I initially used DateTime.Parse(), but that failed because it didn't handle some formats which SQL Server handles by default (such as "yyyyMMdd"). The next approach was to use the DateTime.TryParseExact overload that takes a string array for various formats. Something like:
var dateTimeString = "20210101";
var dateTimeFormatInfo = System.Threading.Thread.CurrentThread.CurrentCulture.DateTimeFormat;
var expectedDateTimeFormats = dateTimeFormatInfo.GetAllDateTimePatterns().ToList();
expectedDateTimeFormats.Add("yyyyMMdd");
DateTime.TryParseExact(dateTimeString, expectedDateTimeFormats.ToArray(), CultureInfo.InvariantCulture, DateTimeStyles.AllowWhiteSpaces, out var myDateTime);
This works except that it also doesn't handle certain formats, like "yyyy-mm-dd hh:mi:ss.mmm", which SQL Server handles by default. Ironically that particular example is also handled fine by DateTime.Parse().
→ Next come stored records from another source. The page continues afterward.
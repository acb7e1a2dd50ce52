// Extraction strategies for the supported language families

pub mod heuristic;
pub mod java;
pub mod python;
pub mod symbol;

pub use java::JavaExtractor;
pub use python::PythonExtractor;
pub use symbol::{line_count_summary, FileOutline, Symbol, SymbolKind};

/// Summary for type-centric languages, derived from the symbol list
pub fn type_summary(symbols: &[Symbol]) -> String {
    let types = symbols
        .iter()
        .filter(|s| {
            matches!(
                s.kind,
                SymbolKind::Class | SymbolKind::Interface | SymbolKind::Enum
            )
        })
        .count();
    let methods: usize = symbols
        .iter()
        .map(|s| {
            s.children
                .iter()
                .filter(|c| c.kind == SymbolKind::Method)
                .count()
        })
        .sum();
    format!("Declares {} types with {} methods.", types, methods)
}
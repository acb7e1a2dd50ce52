// Python extraction using tree-sitter
//
// Produces the nested symbol outline and flattened dotted import list for a
// Python source file. Files whose tree contains syntax errors degrade to an
// empty outline; a broken file must never abort the run.

use crate::error::{Error, Result};
use crate::parser::symbol::{FileOutline, Symbol, SymbolKind};
use tree_sitter::{Node, Parser};

/// Summary used when a file cannot be parsed
pub const SYNTAX_ERROR_SUMMARY: &str = "Syntax error encountered; detailed summary unavailable.";

/// Precise extractor for Python source files
pub struct PythonExtractor {
    parser: Parser,
}

impl PythonExtractor {
    /// Create a new Python extractor
    pub fn new() -> Result<Self> {
        let mut parser = Parser::new();
        let language = tree_sitter_python::language();
        parser
            .set_language(&language)
            .map_err(|e| Error::Parser(format!("Failed to set Python language: {}", e)))?;
        Ok(Self { parser })
    }

    /// Extract symbols, imports, and a summary from Python source
    pub fn extract(&mut self, source: &str) -> FileOutline {
        let tree = match self.parser.parse(source, None) {
            Some(tree) => tree,
            None => return FileOutline::empty(SYNTAX_ERROR_SUMMARY),
        };

        let root = tree.root_node();
        if root.has_error() {
            return FileOutline::empty(SYNTAX_ERROR_SUMMARY);
        }

        let bytes = source.as_bytes();
        let mut symbols = Vec::new();
        collect_symbols(&root, bytes, &mut symbols);

        let mut imports = Vec::new();
        collect_imports(&root, bytes, &mut imports);

        let summary = module_summary(&root);

        FileOutline {
            symbols,
            imports,
            summary,
        }
    }
}

/// Walk a node, appending class/function symbols to `container`.
///
/// Definitions nest: anything declared inside a definition's body becomes a
/// child of that definition's symbol, matching source containment.
fn collect_symbols(node: &Node, source: &[u8], container: &mut Vec<Symbol>) {
    let mut cursor = node.walk();
    for child in node.children(&mut cursor) {
        match child.kind() {
            "class_definition" => {
                if let Some(mut symbol) = definition_symbol(&child, source, SymbolKind::Class) {
                    collect_symbols(&child, source, &mut symbol.children);
                    container.push(symbol);
                }
            }
            "function_definition" => {
                let kind = if has_async_keyword(&child) {
                    SymbolKind::AsyncFunction
                } else {
                    SymbolKind::Function
                };
                if let Some(mut symbol) = definition_symbol(&child, source, kind) {
                    collect_symbols(&child, source, &mut symbol.children);
                    container.push(symbol);
                }
            }
            _ => collect_symbols(&child, source, container),
        }
    }
}

/// Build a symbol for a class or function definition node
fn definition_symbol(node: &Node, source: &[u8], kind: SymbolKind) -> Option<Symbol> {
    let name = node
        .child_by_field_name("name")
        .and_then(|n| n.utf8_text(source).ok())?
        .to_string();
    if name.is_empty() {
        return None;
    }
    let line = node.start_position().row + 1;
    let docstring = body_docstring(node, source);
    Some(Symbol::new(&name, kind, line).with_docstring(docstring))
}

/// Check whether a function_definition carries the async keyword
fn has_async_keyword(node: &Node) -> bool {
    let mut cursor = node.walk();
    let is_async = node.children(&mut cursor).any(|c| c.kind() == "async");
    is_async
}

/// Extract the docstring from a definition body (first string expression)
fn body_docstring(node: &Node, source: &[u8]) -> Option<String> {
    let body = node.child_by_field_name("body")?;
    let first = body.named_child(0)?;
    if first.kind() != "expression_statement" {
        return None;
    }
    let mut cursor = first.walk();
    for inner in first.children(&mut cursor) {
        if inner.kind() == "string" {
            return string_content(&inner, source);
        }
    }
    None
}

/// Extract string content, handling triple-quoted strings
fn string_content(node: &Node, source: &[u8]) -> Option<String> {
    let text = node.utf8_text(source).ok()?;

    let s = if text.starts_with("\"\"\"") || text.starts_with("'''") {
        &text[3..text.len().saturating_sub(3)]
    } else if text.starts_with('"') || text.starts_with('\'') {
        &text[1..text.len().saturating_sub(1)]
    } else {
        text
    };

    Some(s.trim().to_string())
}

/// Walk the whole tree collecting flattened import tokens
fn collect_imports(node: &Node, source: &[u8], imports: &mut Vec<String>) {
    let mut cursor = node.walk();
    for child in node.children(&mut cursor) {
        match child.kind() {
            "import_statement" => parse_import(&child, source, imports),
            "import_from_statement" => parse_import_from(&child, source, imports),
            _ => collect_imports(&child, source, imports),
        }
    }
}

/// Flatten `import x` / `import x as y` into dotted module tokens
fn parse_import(node: &Node, source: &[u8], imports: &mut Vec<String>) {
    let mut cursor = node.walk();
    for child in node.children(&mut cursor) {
        match child.kind() {
            "dotted_name" => {
                if let Ok(text) = child.utf8_text(source) {
                    imports.push(text.to_string());
                }
            }
            "aliased_import" => {
                // The original name, not the alias, is what resolution sees
                let mut inner_cursor = child.walk();
                for inner in child.children(&mut inner_cursor) {
                    if inner.kind() == "dotted_name" {
                        if let Ok(text) = inner.utf8_text(source) {
                            imports.push(text.to_string());
                        }
                        break;
                    }
                }
            }
            _ => {}
        }
    }
}

/// Flatten `from x import a, b` into `x.a`, `x.b` tokens.
///
/// Relative imports keep only the dotted tail (`from ..utils import x`
/// contributes `utils.x`); the leading dots are not represented.
fn parse_import_from(node: &Node, source: &[u8], imports: &mut Vec<String>) {
    let mut module = String::new();
    let mut names: Vec<String> = Vec::new();
    let mut seen_import_keyword = false;

    let mut cursor = node.walk();
    for child in node.children(&mut cursor) {
        match child.kind() {
            "relative_import" => {
                let mut inner_cursor = child.walk();
                for inner in child.children(&mut inner_cursor) {
                    if inner.kind() == "dotted_name" {
                        if let Ok(text) = inner.utf8_text(source) {
                            module = text.to_string();
                        }
                    }
                }
            }
            "dotted_name" => {
                if let Ok(text) = child.utf8_text(source) {
                    if seen_import_keyword {
                        names.push(text.to_string());
                    } else {
                        module = text.to_string();
                    }
                }
            }
            "import" => {
                seen_import_keyword = true;
            }
            "wildcard_import" => {
                names.push("*".to_string());
            }
            "aliased_import" => {
                let mut inner_cursor = child.walk();
                for inner in child.children(&mut inner_cursor) {
                    if matches!(inner.kind(), "dotted_name") {
                        if let Ok(text) = inner.utf8_text(source) {
                            names.push(text.to_string());
                        }
                        break;
                    }
                }
            }
            _ => {}
        }
    }

    for name in names {
        if module.is_empty() {
            imports.push(name);
        } else {
            imports.push(format!("{}.{}", module, name));
        }
    }
}

/// Summary from the real tree: top-level declaration counts plus module
/// statement count
fn module_summary(root: &Node) -> String {
    let mut class_count = 0;
    let mut func_count = 0;
    let mut statements = 0;

    let mut cursor = root.walk();
    for child in root.named_children(&mut cursor) {
        if child.kind() == "comment" {
            continue;
        }
        statements += 1;
        match child.kind() {
            "class_definition" => class_count += 1,
            "function_definition" => func_count += 1,
            "decorated_definition" => {
                let mut inner_cursor = child.walk();
                for inner in child.named_children(&mut inner_cursor) {
                    match inner.kind() {
                        "class_definition" => class_count += 1,
                        "function_definition" => func_count += 1,
                        _ => {}
                    }
                }
            }
            _ => {}
        }
    }

    format!(
        "Top-level declarations: {} classes, {} functions; module length {} statements.",
        class_count, func_count, statements
    )
}

#[cfg(test)]
mod tests {
    use super::*;

    fn extract(source: &str) -> FileOutline {
        let mut extractor = PythonExtractor::new().unwrap();
        extractor.extract(source)
    }

    #[test]
    fn test_extractor_new() {
        assert!(PythonExtractor::new().is_ok());
    }

    #[test]
    fn test_empty_file() {
        let outline = extract("");
        assert!(outline.symbols.is_empty());
        assert!(outline.imports.is_empty());
    }

    #[test]
    fn test_simple_function() {
        let outline = extract("def hello():\n    pass\n");
        assert_eq!(outline.symbols.len(), 1);
        assert_eq!(outline.symbols[0].name, "hello");
        assert_eq!(outline.symbols[0].kind, SymbolKind::Function);
        assert_eq!(outline.symbols[0].line, 1);
    }

    #[test]
    fn test_async_function() {
        let outline = extract("async def fetch(url):\n    pass\n");
        assert_eq!(outline.symbols.len(), 1);
        assert_eq!(outline.symbols[0].kind, SymbolKind::AsyncFunction);
    }

    #[test]
    fn test_class_with_methods_nested() {
        let source = "class Greeter:\n    def greet(self):\n        pass\n    def wave(self):\n        pass\n";
        let outline = extract(source);
        assert_eq!(outline.symbols.len(), 1);
        let class = &outline.symbols[0];
        assert_eq!(class.kind, SymbolKind::Class);
        assert_eq!(class.children.len(), 2);
        assert_eq!(class.children[0].name, "greet");
        assert_eq!(class.children[1].name, "wave");
    }

    #[test]
    fn test_nested_function() {
        let source = "def outer():\n    def inner():\n        pass\n";
        let outline = extract(source);
        assert_eq!(outline.symbols.len(), 1);
        assert_eq!(outline.symbols[0].children.len(), 1);
        assert_eq!(outline.symbols[0].children[0].name, "inner");
    }

    #[test]
    fn test_docstrings() {
        let source = "class C:\n    \"\"\"A class.\"\"\"\n    def m(self):\n        \"\"\"A method.\"\"\"\n        pass\n";
        let outline = extract(source);
        assert_eq!(outline.symbols[0].docstring.as_deref(), Some("A class."));
        assert_eq!(
            outline.symbols[0].children[0].docstring.as_deref(),
            Some("A method.")
        );
    }

    #[test]
    fn test_decorated_definition() {
        let source = "@decorator\ndef helper():\n    pass\n";
        let outline = extract(source);
        assert_eq!(outline.symbols.len(), 1);
        assert_eq!(outline.symbols[0].name, "helper");
    }

    #[test]
    fn test_simple_import() {
        let outline = extract("import os\n");
        assert_eq!(outline.imports, vec!["os"]);
    }

    #[test]
    fn test_import_with_alias() {
        let outline = extract("import numpy as np\n");
        assert_eq!(outline.imports, vec!["numpy"]);
    }

    #[test]
    fn test_from_import_flattened() {
        let outline = extract("from pkg.utils import helper, other\n");
        assert_eq!(outline.imports, vec!["pkg.utils.helper", "pkg.utils.other"]);
    }

    #[test]
    fn test_relative_import_keeps_tail() {
        let outline = extract("from ..utils import helper\n");
        assert_eq!(outline.imports, vec!["utils.helper"]);
    }

    #[test]
    fn test_bare_relative_import() {
        let outline = extract("from . import sibling\n");
        assert_eq!(outline.imports, vec!["sibling"]);
    }

    #[test]
    fn test_wildcard_import() {
        let outline = extract("from pkg import *\n");
        assert_eq!(outline.imports, vec!["pkg.*"]);
    }

    #[test]
    fn test_import_inside_function_is_collected() {
        let source = "def lazy():\n    import json\n";
        let outline = extract(source);
        assert_eq!(outline.imports, vec!["json"]);
    }

    #[test]
    fn test_syntax_error_degrades() {
        let outline = extract("def broken(:\n");
        assert!(outline.symbols.is_empty());
        assert!(outline.imports.is_empty());
        assert_eq!(outline.summary, SYNTAX_ERROR_SUMMARY);
    }

    #[test]
    fn test_summary_counts() {
        let source = "import os\n\nclass A:\n    pass\n\ndef f():\n    pass\n\nX = 1\n";
        let outline = extract(source);
        assert_eq!(
            outline.summary,
            "Top-level declarations: 1 classes, 1 functions; module length 4 statements."
        );
    }
}
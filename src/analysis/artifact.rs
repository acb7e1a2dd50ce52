// Artifact types
//
// The immutable result object for a whole analyzed tree, shaped exactly as
// the persisted JSON schema consumed by downstream tooling.

use crate::error::Result;
use crate::language::Language;
use crate::parser::Symbol;
use serde::{Deserialize, Serialize};
use std::collections::BTreeMap;
use std::path::Path;

/// One file's analysis result
#[derive(Debug, Clone, Serialize, Deserialize, PartialEq)]
pub struct FileRecord {
    /// Canonical key: root-relative path, forward slashes
    pub path: String,
    /// Declared language label
    pub language: Language,
    /// Human-readable summary line
    pub summary: String,
    /// Root symbols in source order
    pub symbols: Vec<Symbol>,
    /// Resolved dependency targets (sorted, deduplicated)
    pub dependencies: Vec<String>,
    /// Keys of files that import this one (sorted, deduplicated)
    pub dependents: Vec<String>,
}

/// Aggregate counters, kept as strings in the persisted schema
#[derive(Debug, Clone, Serialize, Deserialize, PartialEq)]
pub struct Metadata {
    pub file_count: String,
    pub dependency_edges: String,
}

/// Top-level artifact describing the entire analyzed tree
#[derive(Debug, Clone, Serialize, Deserialize, PartialEq)]
pub struct Artifact {
    pub root_path: String,
    pub files: Vec<FileRecord>,
    pub dependency_graph: BTreeMap<String, Vec<String>>,
    pub metadata: Metadata,
    pub errors: Vec<String>,
}

impl Artifact {
    /// Assemble the final artifact from the frozen pipeline outputs.
    ///
    /// Files are sorted by path and the aggregate counters are computed from
    /// the final graph, never from intermediate state. Warnings are carried
    /// through unchanged.
    pub fn assemble(
        root_path: String,
        mut files: Vec<FileRecord>,
        dependency_graph: BTreeMap<String, Vec<String>>,
        errors: Vec<String>,
    ) -> Self {
        files.sort_by(|a, b| a.path.cmp(&b.path));

        let edge_count: usize = dependency_graph.values().map(Vec::len).sum();
        let metadata = Metadata {
            file_count: files.len().to_string(),
            dependency_edges: edge_count.to_string(),
        };

        Self {
            root_path,
            files,
            dependency_graph,
            metadata,
            errors,
        }
    }

    /// Persist the artifact as pretty-printed UTF-8 JSON
    pub fn save(&self, path: &Path) -> Result<()> {
        if let Some(parent) = path.parent() {
            if !parent.as_os_str().is_empty() {
                std::fs::create_dir_all(parent)?;
            }
        }
        let json = serde_json::to_string_pretty(self)?;
        std::fs::write(path, json)?;
        Ok(())
    }

    /// Load a persisted artifact
    pub fn load(path: &Path) -> Result<Self> {
        let contents = std::fs::read_to_string(path)?;
        Ok(serde_json::from_str(&contents)?)
    }

    /// Parse an artifact from raw JSON bytes
    pub fn from_json(bytes: &[u8]) -> Result<Self> {
        Ok(serde_json::from_slice(bytes)?)
    }

    /// Find a file record by its canonical key
    pub fn file(&self, path: &str) -> Option<&FileRecord> {
        self.files.iter().find(|f| f.path == path)
    }

    /// Every node that appears in the dependency graph, as source or target
    pub fn graph_nodes(&self) -> Vec<&str> {
        let mut nodes: Vec<&str> = Vec::new();
        for (source, targets) in &self.dependency_graph {
            nodes.push(source);
            nodes.extend(targets.iter().map(String::as_str));
        }
        nodes.sort_unstable();
        nodes.dedup();
        nodes
    }
}

#[cfg(test)]
mod tests {
    use super::*;
    use tempfile::TempDir;

    fn record(path: &str) -> FileRecord {
        FileRecord {
            path: path.to_string(),
            language: Language::Python,
            summary: String::new(),
            symbols: Vec::new(),
            dependencies: Vec::new(),
            dependents: Vec::new(),
        }
    }

    #[test]
    fn test_assemble_sorts_files() {
        let artifact = Artifact::assemble(
            "/p".to_string(),
            vec![record("z.py"), record("a.py")],
            BTreeMap::new(),
            Vec::new(),
        );
        assert_eq!(artifact.files[0].path, "a.py");
        assert_eq!(artifact.files[1].path, "z.py");
    }

    #[test]
    fn test_assemble_metadata_from_graph() {
        let mut graph = BTreeMap::new();
        graph.insert("a.py".to_string(), vec!["b.py".to_string(), "os".to_string()]);
        graph.insert("b.py".to_string(), Vec::new());

        let artifact = Artifact::assemble(
            "/p".to_string(),
            vec![record("a.py"), record("b.py")],
            graph,
            vec!["warning".to_string()],
        );
        assert_eq!(artifact.metadata.file_count, "2");
        assert_eq!(artifact.metadata.dependency_edges, "2");
        assert_eq!(artifact.errors.len(), 1);
    }

    #[test]
    fn test_save_and_load_roundtrip() {
        let dir = TempDir::new().unwrap();
        let path = dir.path().join("nested/out.json");

        let artifact = Artifact::assemble(
            "/p".to_string(),
            vec![record("a.py")],
            BTreeMap::new(),
            Vec::new(),
        );
        artifact.save(&path).unwrap();

        let loaded = Artifact::load(&path).unwrap();
        assert_eq!(loaded, artifact);
    }

    #[test]
    fn test_schema_field_names() {
        let artifact = Artifact::assemble(
            "/p".to_string(),
            vec![record("a.py")],
            BTreeMap::new(),
            Vec::new(),
        );
        let value = serde_json::to_value(&artifact).unwrap();
        assert!(value.get("root_path").is_some());
        assert!(value.get("files").is_some());
        assert!(value.get("dependency_graph").is_some());
        assert!(value["metadata"].get("file_count").is_some());
        assert!(value["metadata"].get("dependency_edges").is_some());
        assert!(value.get("errors").is_some());
        assert_eq!(value["files"][0]["language"], "python");
    }

    #[test]
    fn test_graph_nodes() {
        let mut graph = BTreeMap::new();
        graph.insert("a.py".to_string(), vec!["b.py".to_string(), "os".to_string()]);

        let artifact = Artifact::assemble("/p".to_string(), vec![record("a.py")], graph, vec![]);
        assert_eq!(artifact.graph_nodes(), vec!["a.py", "b.py", "os"]);
    }

    #[test]
    fn test_file_lookup() {
        let artifact = Artifact::assemble(
            "/p".to_string(),
            vec![record("a.py")],
            BTreeMap::new(),
            Vec::new(),
        );
        assert!(artifact.file("a.py").is_some());
        assert!(artifact.file("missing.py").is_none());
    }
}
Is there a good way to mimic the behavior of SQL Server's CONVERT(DATETIME, val) in C# to try and successfully parse at least as many formats as were being handled in the original solution where the conversion was done in the database?
I think a solution with ParseExact that includes all the formats listed here may work but I'm wondering if there's a better way. Or maybe a better approach altogether.
Upvotes: 0
Views: 396
Reputation: 43
Update: @jeroen-mostert's comment about using SqlDateTime.Parse
is probably a better answer than what what we wound up going with.
Original answer:
In case it helps anyone in the future, the answer wound up being to use DateTime.TryParse() and, if that failed, calling DateTime.TryParseExact() with the special formats not already supported by TryParse().
From glancing over the source code it seems that Parse/TryParse is more lenient about things like separators, such that it works even with similar formats that are not shown when enumerating dateTimeFormatInfo.GetAllDateTimePatterns(). I believe that explains why TryParseExact didn't seem to work with formats that TryParse supported, even when TryParseExact was using all the DateTime patterns provided by the DateTimeFormatInfo object.
I did also validate format support against the listed Date and Time Styles in Microsoft's docs. This solution doesn't support 100% of them, though. That is by design since some combinations can be non-deterministic, and we are thankfully confined to a specific culture.
Not a perfect solution, as pointed out in the comments, but it did the trick here.
Upvotes: 1
Reputation: 1023
If you have control of the schema of your database your could either create a View or a Computed Column on the Table with the FORMAT()
function to format the dates in a standardized and single consistent format that C#'s DateTime can easily handle.
Please note that the FORMAT()
function can be less-than performant compared to other native SQL Server functions, in certain contexts.